I slowly learnt that the best way to keep advancing was to allow myself to be “unspiritual”. If I was angry, I let myself be angry. If I was materialistic, I let myself be materialistic. If I was unloving, I let myself be unloving. And so on.
The effect of this was twofold. One, was that I didn’t suffer from self repression, pretending not to have issues which I’d really only hidden from myself. This let me continue to work on them and to see my weak points.
Two, I often found that what I originally thought was a spiritual thing, might not be. Though I started out very anti-materialistic, I now believe that a certain amount of materialism is healthy, in its proper balance. If I had just tried to force myself into the mould of a spiritual person, I would never have learnt that.
I find it strange that we all have an idea of what “spiritual” is, and we try and make ourselves into that. Instead, I believe we should look inside, and find the more free and healthy part of ourselves, which doesn’t look like any one thing.
Trying to be something is inflexible; you have a static, limited image of that thing which is supposed to apply in all situations. Actually discovering yourself is dynamic. I believe the more you free your spirit, the more options you have; you don’t have fewer. The freer you are, the less you are like this one-dimensional image of an ever-peaceful spiritual master who just sits and meditates all day. You become more nuanced, not less.
Back when I was in the spiritual scene, I often found the people there quite ridiculous. They were often so serious, as if that was going to somehow give them more points to get into heaven. They were trying so hard to appear spiritual, and forgot that they were also supposed to be human. It seemed so obvious to me, but I think most of them didn’t really get it.
Conformity like this is ridiculous. Sure it can make some social interactions easier, but it comes at the cost of authenticity. In turn, you lose depth of connection with those people. And, of course, you limit yourself drastically.
So be unenlightened. If you don’t look like exactly what you think a spiritual person should look like, accept that. Let other people think you’re unenlightened. If someone doesn’t want to be your friend after that, or doesn’t hold you in such high esteem, realise that they probably wouldn’t have made a very good friend in the first place. Don’t play this stupid game, everyone pretending to be a spotless saint.
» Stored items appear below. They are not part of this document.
//! SQL templates for catalog lookups and data retrieval.
//!
//! User input never reaches the SQL text as raw interpolation: identifiers
//! are quoted, catalog filters are bind parameters (`$1`, `$2`) and dates are
//! typed values rendered as `DATE` literals.

use chrono::NaiveDate;

use crate::models::catalog::ObjectType;
use crate::utils::date_range::DateBounds;

/// Lists every schema that owns at least one table or view.
pub const LIST_SCHEMAS_SQL: &str = "SELECT DISTINCT CAST(table_schema AS VARCHAR) AS table_schema \
     FROM information_schema.tables ORDER BY 1";

/// Lists tables or views in schema `$1`.
pub fn list_objects(object_type: ObjectType) -> String {
    format!(
        "SELECT CAST(table_name AS VARCHAR) AS table_name FROM {} \
         WHERE table_schema = $1 ORDER BY 1",
        object_type.catalog_relation()
    )
}

/// Quotes an identifier, doubling embedded double quotes.
pub fn quote_ident(ident: &str) -> String {
    format!("\"{}\"", ident.replace('"', "\"\""))
}

/// `"schema"."object"`.
pub fn qualified_name(schema: &str, object: &str) -> String {
    format!("{}.{}", quote_ident(schema), quote_ident(object))
}

/// Capped `SELECT *` over an object, used for previews, for reading column
/// headers and as the default text of the ad-hoc SQL editor.
pub fn select_limited(schema: &str, object: &str, limit: u32) -> String {
    format!("SELECT * FROM {} LIMIT {};", qualified_name(schema, object), limit)
}

/// `SELECT *` bounded on a date column.
pub fn select_date_range(schema: &str, object: &str, column: &str, bounds: &DateBounds) -> String {
    let table = qualified_name(schema, object);
    let column = quote_ident(column);
    if bounds.end_inclusive {
        format!(
            "SELECT * FROM {} WHERE {} BETWEEN {} AND {};",
            table,
            column,
            date_literal(bounds.start),
            date_literal(bounds.end)
        )
    } else {
        format!(
            "SELECT * FROM {} WHERE {} >= {} AND {} < {};",
            table,
            column,
            date_literal(bounds.start),
            column,
            date_literal(bounds.end)
        )
    }
}

fn date_literal(date: NaiveDate) -> String {
    format!("DATE '{}'", date.format("%Y-%m-%d"))
}
//! 路由模块

use axum::{
    routing::{get, post},
    Router,
};
use crate::handlers;
use crate::state::AppState;

pub fn router() -> Router<AppState> {
    Router::new()
        .route("/api/options", get(handlers::form_options))
        .route("/api/environments", get(handlers::list_environments))
        .route("/api/schemas", get(handlers::list_schemas))
        .route("/api/objects", get(handlers::list_objects))
        .route("/api/columns", get(handlers::list_columns))
        .route("/api/preview", post(handlers::preview))
        .route("/api/fetch", post(handlers::fetch_data))
        .route("/api/fetch/csv", post(handlers::download_csv))
        .route("/api/health", get(handlers::health_check))
}
//! Handler模块

use axum::{
    extract::{Query, State},
    http::{header, HeaderValue},
    response::{IntoResponse, Response},
    Extension, Json,
};
use chrono::{DateTime, Utc};
use serde::Serialize;
use utoipa::ToSchema;
use validator::Validate;

use common::errors::AppError;
use common::middleware::RequestId;
use common::models::catalog::{ColumnList, ColumnQuery, FormOptions, ObjectQuery, ObjectRef, SchemaQuery};
use common::models::environment::EnvironmentItem;
use common::models::query::{FetchRequest, FetchResponse, PreviewResponse};
use common::response::ApiResponse;
use crate::service::FetchService;
use crate::state::AppState;

const SERVICE_NAME: &str = "query-service";

/// 表单选项（环境、月份、财年等）
#[utoipa::path(
    get,
    path = "/api/options",
    tag = "form",
    responses(
        (status = 200, description = "表单选项", body = ApiResponse<FormOptions>)
    )
)]
pub async fn form_options(State(state): State<AppState>) -> Json<ApiResponse<FormOptions>> {
    let data = FetchService::new(&state).options();
    Json(ApiResponse::ok_with_service(data, SERVICE_NAME))
}

/// 列出已配置的数据仓库环境
#[utoipa::path(
    get,
    path = "/api/environments",
    tag = "form",
    responses(
        (status = 200, description = "环境列表", body = ApiResponse<Vec<EnvironmentItem>>)
    )
)]
pub async fn list_environments(
    State(state): State<AppState>,
) -> Json<ApiResponse<Vec<EnvironmentItem>>> {
    let data = FetchService::new(&state).environments();
    Json(ApiResponse::ok_with_service(data, SERVICE_NAME))
}

/// 列出环境中的 schema
#[utoipa::path(
    get,
    path = "/api/schemas",
    tag = "catalog",
    params(SchemaQuery),
    responses(
        (status = 200, description = "schema 列表", body = ApiResponse<Vec<String>>),
        (status = 404, description = "环境未找到")
    )
)]
pub async fn list_schemas(
    State(state): State<AppState>,
    Extension(request_id): Extension<RequestId>,
    Query(query): Query<SchemaQuery>,
) -> Result<Json<ApiResponse<Vec<String>>>, AppError> {
    query.validate()?;
    let data = FetchService::new(&state).schemas(&query.environment).await?;
    Ok(Json(
        ApiResponse::ok_with_service(data, SERVICE_NAME).with_request_id(request_id.as_str()),
    ))
}

/// 列出 schema 下的表或视图
#[utoipa::path(
    get,
    path = "/api/objects",
    tag = "catalog",
    params(ObjectQuery),
    responses(
        (status = 200, description = "表或视图列表", body = ApiResponse<Vec<String>>),
        (status = 404, description = "环境未找到")
    )
)]
pub async fn list_objects(
    State(state): State<AppState>,
    Extension(request_id): Extension<RequestId>,
    Query(query): Query<ObjectQuery>,
) -> Result<Json<ApiResponse<Vec<String>>>, AppError> {
    query.validate()?;
    let data = FetchService::new(&state)
        .objects(&query.environment, &query.schema, query.object_type)
        .await?;
    Ok(Json(
        ApiResponse::ok_with_service(data, SERVICE_NAME).with_request_id(request_id.as_str()),
    ))
}

/// 列出对象的列及日期列
#[utoipa::path(
    get,
    path = "/api/columns",
    tag = "catalog",
    params(ColumnQuery),
    responses(
        (status = 200, description = "列信息", body = ApiResponse<ColumnList>),
        (status = 404, description = "环境未找到")
    )
)]
pub async fn list_columns(
    State(state): State<AppState>,
    Extension(request_id): Extension<RequestId>,
    Query(query): Query<ColumnQuery>,
) -> Result<Json<ApiResponse<ColumnList>>, AppError> {
    query.validate()?;
    let target = ObjectRef::from(query);
    let data = FetchService::new(&state).columns(&target).await?;
    Ok(Json(
        ApiResponse::ok_with_service(data, SERVICE_NAME).with_request_id(request_id.as_str()),
    ))
}

/// 预览表或视图
#[utoipa::path(
    post,
    path = "/api/preview",
    tag = "query",
    request_body = ObjectRef,
    responses(
        (status = 200, description = "预览结果", body = ApiResponse<PreviewResponse>),
        (status = 422, description = "预览查询失败")
    )
)]
pub async fn preview(
    State(state): State<AppState>,
    Extension(request_id): Extension<RequestId>,
    Json(req): Json<ObjectRef>,
) -> Result<Json<ApiResponse<PreviewResponse>>, AppError> {
    req.validate()?;
    let data = FetchService::new(&state).preview(&req).await?;
    Ok(Json(
        ApiResponse::ok_with_service(data, SERVICE_NAME).with_request_id(request_id.as_str()),
    ))
}

/// 按所选模式获取数据
#[utoipa::path(
    post,
    path = "/api/fetch",
    tag = "query",
    request_body = FetchRequest,
    responses(
        (status = 200, description = "查询执行成功", body = ApiResponse<FetchResponse>),
        (status = 400, description = "SQL 无效或校验错误"),
        (status = 422, description = "SQL 执行失败（附修复建议）或对象无日期列")
    )
)]
pub async fn fetch_data(
    State(state): State<AppState>,
    Extension(request_id): Extension<RequestId>,
    Json(req): Json<FetchRequest>,
) -> Result<Json<ApiResponse<FetchResponse>>, AppError> {
    req.validate()?;
    let data = FetchService::new(&state).fetch(&req).await?;
    let elapsed = data.execution_time_ms;
    Ok(Json(
        ApiResponse::ok_with_service(data, SERVICE_NAME)
            .with_request_id(request_id.as_str())
            .with_duration(elapsed),
    ))
}

/// 按所选模式获取数据并下载 CSV
#[utoipa::path(
    post,
    path = "/api/fetch/csv",
    tag = "query",
    request_body = FetchRequest,
    responses(
        (status = 200, description = "CSV 文件", content_type = "text/csv", body = String),
        (status = 404, description = "结果为空，无可下载内容")
    )
)]
pub async fn download_csv(
    State(state): State<AppState>,
    Json(req): Json<FetchRequest>,
) -> Result<Response, AppError> {
    req.validate()?;
    let export = FetchService::new(&state).export_csv(&req).await?;

    let disposition = HeaderValue::from_str(&format!(
        "attachment; filename=\"{}\"",
        export.file_name.replace(['"', '\\'], "_")
    ))
    .map_err(|e| AppError::Internal(format!("invalid file name: {}", e)))?;

    Ok((
        [
            (header::CONTENT_TYPE, HeaderValue::from_static("text/csv")),
            (header::CONTENT_DISPOSITION, disposition),
        ],
        export.content,
    )
        .into_response())
}

/// 健康检查端点
#[utoipa::path(
    get,
    path = "/api/health",
    tag = "health",
    responses(
        (status = 200, description = "服务运行正常", body = HealthResponse)
    )
)]
pub async fn health_check() -> Json<HealthResponse> {
    Json(HealthResponse {
        status: "healthy".to_string(),
        service: SERVICE_NAME.to_string(),
        version: env!("CARGO_PKG_VERSION").to_string(),
        timestamp: Utc::now(),
    })
}

#[derive(Serialize, ToSchema)]
pub struct HealthResponse {
    pub status: String,
    pub service: String,
    pub version: String,
    pub timestamp: DateTime<Utc>,
}
//! Configuration loading.
//!
//! Every service reads its configuration from environment variables, with an
//! optional `.env` file in the working directory as a fallback source.

use std::env;
use std::ops::RangeInclusive;

use crate::models::environment::Environment;

/// Default Redshift port used when an environment does not override it.
pub const DEFAULT_WAREHOUSE_PORT: u16 = 5439;

/// Environments available when `WAREHOUSE_ENVIRONMENTS` is not set, with
/// their default database names.
const DEFAULT_ENVIRONMENTS: [(&str, &str); 3] = [
    ("Migration", "rsdev01"),
    ("Modernization", "rs_edw_db"),
    ("IBD", "rs_edw_prd"),
];

/// Server configuration shared by all services.
#[derive(Debug, Clone)]
pub struct AppConfig {
    /// Service name, used in logs and response metadata.
    pub service_name: String,
    /// Bind host.
    pub host: String,
    /// Bind port.
    pub port: u16,
    /// Timeout for opening a warehouse connection, in seconds.
    pub connect_timeout_secs: u64,
    /// Earliest selectable fiscal year.
    pub fiscal_year_min: i32,
    /// Latest selectable fiscal year.
    pub fiscal_year_max: i32,
}

impl Default for AppConfig {
    fn default() -> Self {
        Self {
            service_name: "warehouse-fetcher".to_string(),
            host: "0.0.0.0".to_string(),
            port: 8080,
            connect_timeout_secs: 10,
            fiscal_year_min: 2020,
            fiscal_year_max: 2025,
        }
    }
}

impl AppConfig {
    /// Loads configuration for the named service.
    ///
    /// `SERVER_PORT` is left to the caller since each service has its own
    /// default port.
    pub fn load_with_service(service_name: &str) -> Self {
        let defaults = Self::default();
        Self {
            service_name: service_name.to_string(),
            host: env::var("SERVER_HOST").unwrap_or(defaults.host),
            port: defaults.port,
            connect_timeout_secs: env_parse("CONNECT_TIMEOUT_SECS")
                .unwrap_or(defaults.connect_timeout_secs),
            fiscal_year_min: env_parse("FISCAL_YEAR_MIN").unwrap_or(defaults.fiscal_year_min),
            fiscal_year_max: env_parse("FISCAL_YEAR_MAX").unwrap_or(defaults.fiscal_year_max),
        }
    }

    /// Fiscal years the form offers.
    pub fn fiscal_years(&self) -> RangeInclusive<i32> {
        self.fiscal_year_min..=self.fiscal_year_max
    }
}

/// URLs of sibling services.
#[derive(Debug, Clone)]
pub struct ServiceUrls {
    /// Base URL of the SQL-fix advisor service.
    pub ai_service: String,
}

impl ServiceUrls {
    /// Loads service URLs from `AI_SERVICE_URL`.
    pub fn load() -> Self {
        Self {
            ai_service: env::var("AI_SERVICE_URL")
                .unwrap_or_else(|_| "http://127.0.0.1:8083".to_string()),
        }
    }
}

/// Chat-completion provider settings for the advisor.
#[derive(Debug, Clone)]
pub struct LlmConfig {
    /// API key; `None` disables outbound calls.
    pub api_key: Option<String>,
    /// Base URL of an OpenAI-compatible API.
    pub base_url: String,
    /// Model name.
    pub model: String,
}

impl LlmConfig {
    /// Loads `OPENAI_API_KEY`, `OPENAI_BASE_URL` and `OPENAI_MODEL`.
    pub fn load() -> Self {
        Self {
            api_key: env::var("OPENAI_API_KEY").ok().filter(|k| !k.is_empty()),
            base_url: env::var("OPENAI_BASE_URL")
                .unwrap_or_else(|_| "https://api.openai.com/v1".to_string()),
            model: env::var("OPENAI_MODEL").unwrap_or_else(|_| "gpt-4".to_string()),
        }
    }
}

/// Fixed set of named warehouse environments.
///
/// Loaded once at startup and never modified afterwards.
#[derive(Debug, Clone, Default)]
pub struct EnvironmentRegistry {
    environments: Vec<Environment>,
}

impl EnvironmentRegistry {
    /// Creates a registry from already-built descriptors.
    pub fn new(environments: Vec<Environment>) -> Self {
        Self { environments }
    }

    /// Loads environments from `WAREHOUSE_ENVIRONMENTS` and the per-environment
    /// `WAREHOUSE_<NAME>_*` variables.
    pub fn load() -> Self {
        Self::load_from(|key| env::var(key).ok())
    }

    /// Loads environments through an arbitrary variable lookup.
    pub fn load_from<F>(lookup: F) -> Self
    where
        F: Fn(&str) -> Option<String>,
    {
        let names: Vec<String> = match lookup("WAREHOUSE_ENVIRONMENTS") {
            Some(list) => list
                .split(',')
                .map(str::trim)
                .filter(|n| !n.is_empty())
                .map(String::from)
                .collect(),
            None => DEFAULT_ENVIRONMENTS
                .iter()
                .map(|(name, _)| name.to_string())
                .collect(),
        };

        let environments = names
            .into_iter()
            .map(|name| {
                let prefix = format!("WAREHOUSE_{}", env_key(&name));
                let var = |suffix: &str| lookup(&format!("{}_{}", prefix, suffix));
                let default_database = DEFAULT_ENVIRONMENTS
                    .iter()
                    .find(|(n, _)| *n == name)
                    .map(|(_, db)| db.to_string())
                    .unwrap_or_default();

                Environment {
                    host: var("HOST").unwrap_or_default(),
                    database: var("DATABASE").unwrap_or(default_database),
                    user: var("USER").unwrap_or_default(),
                    password: var("PASSWORD").unwrap_or_default(),
                    port: var("PORT")
                        .and_then(|p| p.parse().ok())
                        .unwrap_or(DEFAULT_WAREHOUSE_PORT),
                    name,
                }
            })
            .collect();

        Self { environments }
    }

    /// Looks up an environment by its exact name.
    pub fn get(&self, name: &str) -> Option<&Environment> {
        self.environments.iter().find(|e| e.name == name)
    }

    /// All environments in declaration order.
    pub fn all(&self) -> &[Environment] {
        &self.environments
    }

    /// Environment names in declaration order.
    pub fn names(&self) -> Vec<String> {
        self.environments.iter().map(|e| e.name.clone()).collect()
    }
}

/// Load .env file from the working directory (best-effort, no error if missing).
pub fn load_dotenv() {
    let env_path = std::path::Path::new(".env");
    if let Ok(content) = std::fs::read_to_string(env_path) {
        for line in content.lines() {
            let line = line.trim();
            if line.is_empty() || line.starts_with('#') {
                continue;
            }
            if let Some((key, value)) = line.split_once('=') {
                let key = key.trim();
                let value = value.trim().trim_matches('"');
                // Only set if not already set by the environment
                if env::var(key).is_err() {
                    env::set_var(key, value);
                }
            }
        }
    }
}

/// Parses an environment variable, ignoring missing or malformed values.
fn env_parse<T: std::str::FromStr>(key: &str) -> Option<T> {
    env::var(key).ok().and_then(|v| v.parse().ok())
}

/// Turns an environment name into the upper-case key fragment used in
/// variable names ("Modernization" -> "MODERNIZATION", "eu-west" -> "EU_WEST").
fn env_key(name: &str) -> String {
    name.chars()
        .map(|c| {
            if c.is_ascii_alphanumeric() {
                c.to_ascii_uppercase()
            } else {
                '_'
            }
        })
        .collect()
}

#[cfg(test)]
mod tests {
    use super::*;
    use std::collections::HashMap;

    fn lookup(vars: &[(&str, &str)]) -> impl Fn(&str) -> Option<String> {
        let map: HashMap<String, String> = vars
            .iter()
            .map(|(k, v)| (k.to_string(), v.to_string()))
            .collect();
        move |key| map.get(key).cloned()
    }

    #[test]
    fn test_default_environments() {
        let registry = EnvironmentRegistry::load_from(lookup(&[]));
        assert_eq!(registry.names(), vec!["Migration", "Modernization", "IBD"]);

        let ibd = registry.get("IBD").unwrap();
        assert_eq!(ibd.database, "rs_edw_prd");
        assert_eq!(ibd.port, DEFAULT_WAREHOUSE_PORT);
    }

    #[test]
    fn test_environment_overrides() {
        let registry = EnvironmentRegistry::load_from(lookup(&[
            ("WAREHOUSE_ENVIRONMENTS", "Migration, eu-west"),
            ("WAREHOUSE_MIGRATION_HOST", "dev.example.com"),
            ("WAREHOUSE_MIGRATION_USER", "analyst"),
            ("WAREHOUSE_EU_WEST_DATABASE", "edw"),
            ("WAREHOUSE_EU_WEST_PORT", "5440"),
        ]));

        assert_eq!(registry.names(), vec!["Migration", "eu-west"]);
        let migration = registry.get("Migration").unwrap();
        assert_eq!(migration.host, "dev.example.com");
        assert_eq!(migration.user, "analyst");
        assert_eq!(migration.database, "rsdev01");

        let eu = registry.get("eu-west").unwrap();
        assert_eq!(eu.database, "edw");
        assert_eq!(eu.port, 5440);
    }

    #[test]
    fn test_lookup_is_case_sensitive() {
        let registry = EnvironmentRegistry::load_from(lookup(&[]));
        assert!(registry.get("ibd").is_none());
    }

    #[test]
    fn test_fiscal_years_default_range() {
        let config = AppConfig::default();
        let years: Vec<i32> = config.fiscal_years().collect();
        assert_eq!(years, vec![2020, 2021, 2022, 2023, 2024, 2025]);
    }
}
You’re not spotless. That’s the point. So show it. Admit it. Own it. Say, “I believe it would be healthier not to be angry, but I am angry.” Say, “I observe I’m in a low vibration, and I’d like to be in a high one, but I’m just not right now.” Or just say: “I’m angry.” Say, “I’m feeling crap.” If someone calls you out for being unenlightened, remind them that you have every right to feel whatever you are feeling in any given moment. And if no-one calls you out, then remain secure that you’re just being human, and that’s the point.